*** Excerpted records

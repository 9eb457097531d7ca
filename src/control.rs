//! # Control Loop
//!
//! Polls a controller, turns its events into jog moves and tool actions, and
//! drives the machine until the operator exits.
//!
//! ## Button Mapping (PS4 layout)
//!
//! | Button | Action |
//! |--------|--------|
//! | PS | Leave jog mode |
//! | D-Pad / L1 / R1 | Large-step jog, repeated while held |
//! | Touchpad | Append current position to the record file |
//! | Cross | Mark clear position (Y) |
//! | Square | Mark park position (X, Y) |
//! | Circle | Tool unlock |
//! | Triangle | Tool lock |
//!
//! Sticks jog by `value * stick_step` (right stick one tenth of that) and
//! the triggers jog Z. Stick values at or below the axis threshold are
//! ignored.
//!
//! ## Pacing
//!
//! Every poll, including each repeat of a held button, waits for the next
//! tick of a single interval ticker. Events left in the controller after a
//! batch has been dispatched are discarded, not deferred.

use std::path::Path;
use std::time::Duration;
use tokio::sync::watch;
use tokio::time::{interval, Interval, MissedTickBehavior};
use tracing::{debug, info};

use crate::config::Config;
use crate::controller::layout::buttons;
use crate::controller::{ControllerSource, EventKind, InputEvent};
use crate::error::Result;
use crate::machine::{CalibrationMarks, Machine};
use crate::motion::clamp::clamp_request;
use crate::motion::delta::{axis_to_delta, button_to_delta, DEFAULT_LARGE_STEP, DEFAULT_STICK_STEP};
use crate::motion::Displacement;
use crate::record::PositionRecorder;
use crate::report::{Notice, Reporter, TracingReporter};

/// Default poll interval (50Hz)
pub const DEFAULT_POLL_INTERVAL_MS: u64 = 20;

/// Default stick dead zone
pub const DEFAULT_AXIS_THRESHOLD: f64 = 0.5;

/// Lifecycle of a control loop.
#[derive(Debug, Clone, Copy, PartialEq, Eq)]
pub enum LoopState {
    Running,
    /// Terminal.
    Stopped,
}

/// Tunables for a control loop.
#[derive(Debug, Clone, Copy, PartialEq)]
pub struct LoopSettings {
    /// Step for D-Pad and shoulder buttons, in millimetres.
    pub large_step: f64,
    /// Multiplier for stick and trigger values.
    pub stick_step: f64,
    /// Stick values must exceed this magnitude to move.
    pub axis_threshold: f64,
    /// Time between polls.
    pub poll_interval: Duration,
}

impl Default for LoopSettings {
    fn default() -> Self {
        Self {
            large_step: DEFAULT_LARGE_STEP,
            stick_step: DEFAULT_STICK_STEP,
            axis_threshold: DEFAULT_AXIS_THRESHOLD,
            poll_interval: Duration::from_millis(DEFAULT_POLL_INTERVAL_MS),
        }
    }
}

impl LoopSettings {
    /// Builds settings from the `[motion]` and `[controller]` sections.
    #[must_use]
    pub fn from_config(config: &Config) -> Self {
        Self {
            large_step: config.motion.large_step,
            stick_step: config.motion.stick_step,
            axis_threshold: config.controller.axis_threshold,
            poll_interval: Duration::from_millis(config.controller.poll_interval_ms),
        }
    }
}

/// Returns true for buttons that jog while held.
fn is_jog_button(button: u16) -> bool {
    matches!(
        button,
        buttons::L1
            | buttons::R1
            | buttons::DPAD_UP
            | buttons::DPAD_DOWN
            | buttons::DPAD_LEFT
            | buttons::DPAD_RIGHT
    )
}

/// Event dispatcher bound to one controller and one machine.
///
/// The loop owns the controller and releases it when it stops. The machine
/// and calibration marks are borrowed for the duration of the run; the loop
/// is the only writer of the marks while it runs.
pub struct ControlLoop<'a, M: Machine, C: ControllerSource> {
    machine: &'a mut M,
    controller: C,
    recorder: PositionRecorder,
    marks: &'a mut CalibrationMarks,
    settings: LoopSettings,
    reporter: Box<dyn Reporter>,
    quit: Option<watch::Receiver<bool>>,
    state: LoopState,
}

impl<'a, M: Machine, C: ControllerSource> ControlLoop<'a, M, C> {
    /// Creates a loop in the `Running` state with default settings and a
    /// tracing reporter.
    pub fn new(
        machine: &'a mut M,
        controller: C,
        recorder: PositionRecorder,
        marks: &'a mut CalibrationMarks,
    ) -> Self {
        Self {
            machine,
            controller,
            recorder,
            marks,
            settings: LoopSettings::default(),
            reporter: Box::new(TracingReporter),
            quit: None,
            state: LoopState::Running,
        }
    }

    #[must_use]
    pub fn with_settings(mut self, settings: LoopSettings) -> Self {
        self.settings = settings;
        self
    }

    #[must_use]
    pub fn with_reporter(mut self, reporter: Box<dyn Reporter>) -> Self {
        self.reporter = reporter;
        self
    }

    /// Treats `true` on `quit` as a device-quit signal.
    #[must_use]
    pub fn with_quit_signal(mut self, quit: watch::Receiver<bool>) -> Self {
        self.quit = Some(quit);
        self
    }

    /// Runs until a device-quit or exit button, then releases the controller.
    ///
    /// # Errors
    ///
    /// Any controller, machine or record file error stops the loop and is
    /// returned as is.
    pub async fn run(mut self) -> Result<()> {
        let mut ticker = interval(self.settings.poll_interval);
        ticker.set_missed_tick_behavior(MissedTickBehavior::Delay);

        info!(
            "Jog mode on {} (poll every {:?}, large step {}, stick step {})",
            self.controller.name(),
            self.settings.poll_interval,
            self.settings.large_step,
            self.settings.stick_step
        );

        while self.state == LoopState::Running {
            ticker.tick().await;

            if self.quit_requested() {
                info!("Quit signal received");
                self.state = LoopState::Stopped;
                break;
            }

            let events = self.controller.poll().await?;
            for (index, event) in events.iter().enumerate() {
                let more_pending = index + 1 < events.len();
                self.dispatch(*event, more_pending, &mut ticker).await?;
                if self.state == LoopState::Stopped {
                    break;
                }
            }

            if self.state == LoopState::Running {
                self.controller.clear().await?;
            }
        }

        info!("Jog mode off, releasing {}", self.controller.name());
        Ok(())
    }

    fn quit_requested(&self) -> bool {
        self.quit.as_ref().map_or(false, |rx| *rx.borrow())
    }

    /// Handles one event. `more_pending` is set when later events of the
    /// same batch are still waiting, which rules out a held jog.
    async fn dispatch(
        &mut self,
        event: InputEvent,
        more_pending: bool,
        ticker: &mut Interval,
    ) -> Result<()> {
        match event.kind {
            EventKind::DeviceQuit => {
                info!("Controller quit");
                self.state = LoopState::Stopped;
            }
            EventKind::ButtonDown => self.button_down(event.id, more_pending, ticker).await?,
            EventKind::ButtonUp => debug!("Button {} released, not moving", event.id),
            EventKind::AxisMotion => {
                if let Some(value) = event.value {
                    if value.abs() > self.settings.axis_threshold {
                        let delta = axis_to_delta(event.id, value, self.settings.stick_step);
                        self.step(delta).await?;
                    }
                }
            }
        }
        Ok(())
    }

    async fn button_down(
        &mut self,
        button: u16,
        more_pending: bool,
        ticker: &mut Interval,
    ) -> Result<()> {
        match button {
            buttons::PS => {
                self.reporter.notice(&Notice::ExitRequested);
                self.state = LoopState::Stopped;
            }
            b if is_jog_button(b) => {
                let delta = button_to_delta(b, self.settings.large_step);
                if more_pending {
                    // A tap (down and up in one batch) or any other event
                    // queued behind the press: one step, no repeat
                    debug!("Button {} not held, single step", b);
                    self.step(delta).await?;
                } else {
                    self.jog_while_held(delta, ticker).await?;
                }
            }
            buttons::TOUCHPAD => {
                let position = self.machine.position().await?;
                let recorded = self.recorder.record(position)?;
                self.reporter.notice(&Notice::PositionRecorded(recorded));
            }
            buttons::CROSS => {
                let y = self.machine.position().await?.y;
                self.marks.y_clear = Some(y);
                self.reporter.notice(&Notice::ClearPositionMarked { y });
            }
            buttons::SQUARE => {
                let position = self.machine.position().await?;
                self.marks.x_park = Some(position.x);
                self.marks.y_park = Some(position.y);
                self.reporter.notice(&Notice::ParkPositionMarked {
                    x: position.x,
                    y: position.y,
                });
            }
            buttons::CIRCLE => {
                self.machine.tool_unlock().await?;
                self.reporter.notice(&Notice::ToolUnlocked);
            }
            buttons::TRIANGLE => {
                self.machine.tool_lock().await?;
                self.reporter.notice(&Notice::ToolLocked);
            }
            other => debug!("Button {} has no action", other),
        }
        Ok(())
    }

    /// Repeats `delta` once per tick until the controller has anything
    /// pending.
    ///
    /// Interrupting events are consumed. A device-quit among them still
    /// stops the loop; everything else is dropped.
    async fn jog_while_held(&mut self, delta: Displacement, ticker: &mut Interval) -> Result<()> {
        let mut delta = self.step(delta).await?;

        loop {
            ticker.tick().await;

            if self.quit_requested() {
                info!("Quit signal received while jogging");
                self.state = LoopState::Stopped;
                return Ok(());
            }

            let pending = self.controller.poll().await?;
            if !pending.is_empty() {
                if pending.iter().any(|e| e.kind == EventKind::DeviceQuit) {
                    info!("Controller quit while jogging");
                    self.state = LoopState::Stopped;
                } else {
                    debug!("Jog interrupted by {} event(s)", pending.len());
                }
                return Ok(());
            }

            delta = self.step(delta).await?;
        }
    }

    /// Clamps `delta` against fresh position and limits, then moves.
    ///
    /// Returns the delta actually sent. A request clamped on every moving
    /// axis sends nothing.
    async fn step(&mut self, delta: Displacement) -> Result<Displacement> {
        if delta.is_zero() {
            return Ok(delta);
        }

        let current = self.machine.position().await?;
        let limits = self.machine.axis_limits().await?;
        let outcome = clamp_request(&limits, current, delta);

        for violation in &outcome.violations {
            self.reporter.unsafe_move(violation);
        }

        if !outcome.delta.is_zero() {
            self.machine.move_by(outcome.delta).await?;
        }
        Ok(outcome.delta)
    }
}

/// Runs a control loop with default settings until the operator exits.
///
/// Positions are appended to `record_path`; the file is not truncated.
///
/// # Errors
///
/// See [`ControlLoop::run`].
///
/// # Examples
///
/// ```no_run
/// use jog_bridge::control::start_control;
/// use jog_bridge::controller::gamepad::Gamepad;
/// use jog_bridge::machine::simulated::SimulatedMachine;
/// use jog_bridge::machine::CalibrationMarks;
/// use jog_bridge::motion::{AxisLimits, AxisRange, MachinePosition};
///
/// # async fn demo() -> jog_bridge::error::Result<()> {
/// let range = AxisRange::new(0.0, 300.0);
/// let mut machine = SimulatedMachine::new(
///     AxisLimits::new(range, range, range),
///     MachinePosition::new(150.0, 150.0, 150.0),
/// );
/// let mut marks = CalibrationMarks::default();
/// start_control(&mut machine, Gamepad::open()?, "positions.txt", &mut marks).await?;
/// # Ok(())
/// # }
/// ```
pub async fn start_control<M, C, P>(
    machine: &mut M,
    controller: C,
    record_path: P,
    marks: &mut CalibrationMarks,
) -> Result<()>
where
    M: Machine,
    C: ControllerSource,
    P: AsRef<Path>,
{
    ControlLoop::new(machine, controller, PositionRecorder::new(record_path), marks)
        .run()
        .await
}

******

**What this task involves**
Which of the lines above include the word "SimulatedMachine"? List those lines.

**Answer for this exercise**
/// use jog_bridge::machine::simulated::SimulatedMachine;
/// let mut machine = SimulatedMachine::new(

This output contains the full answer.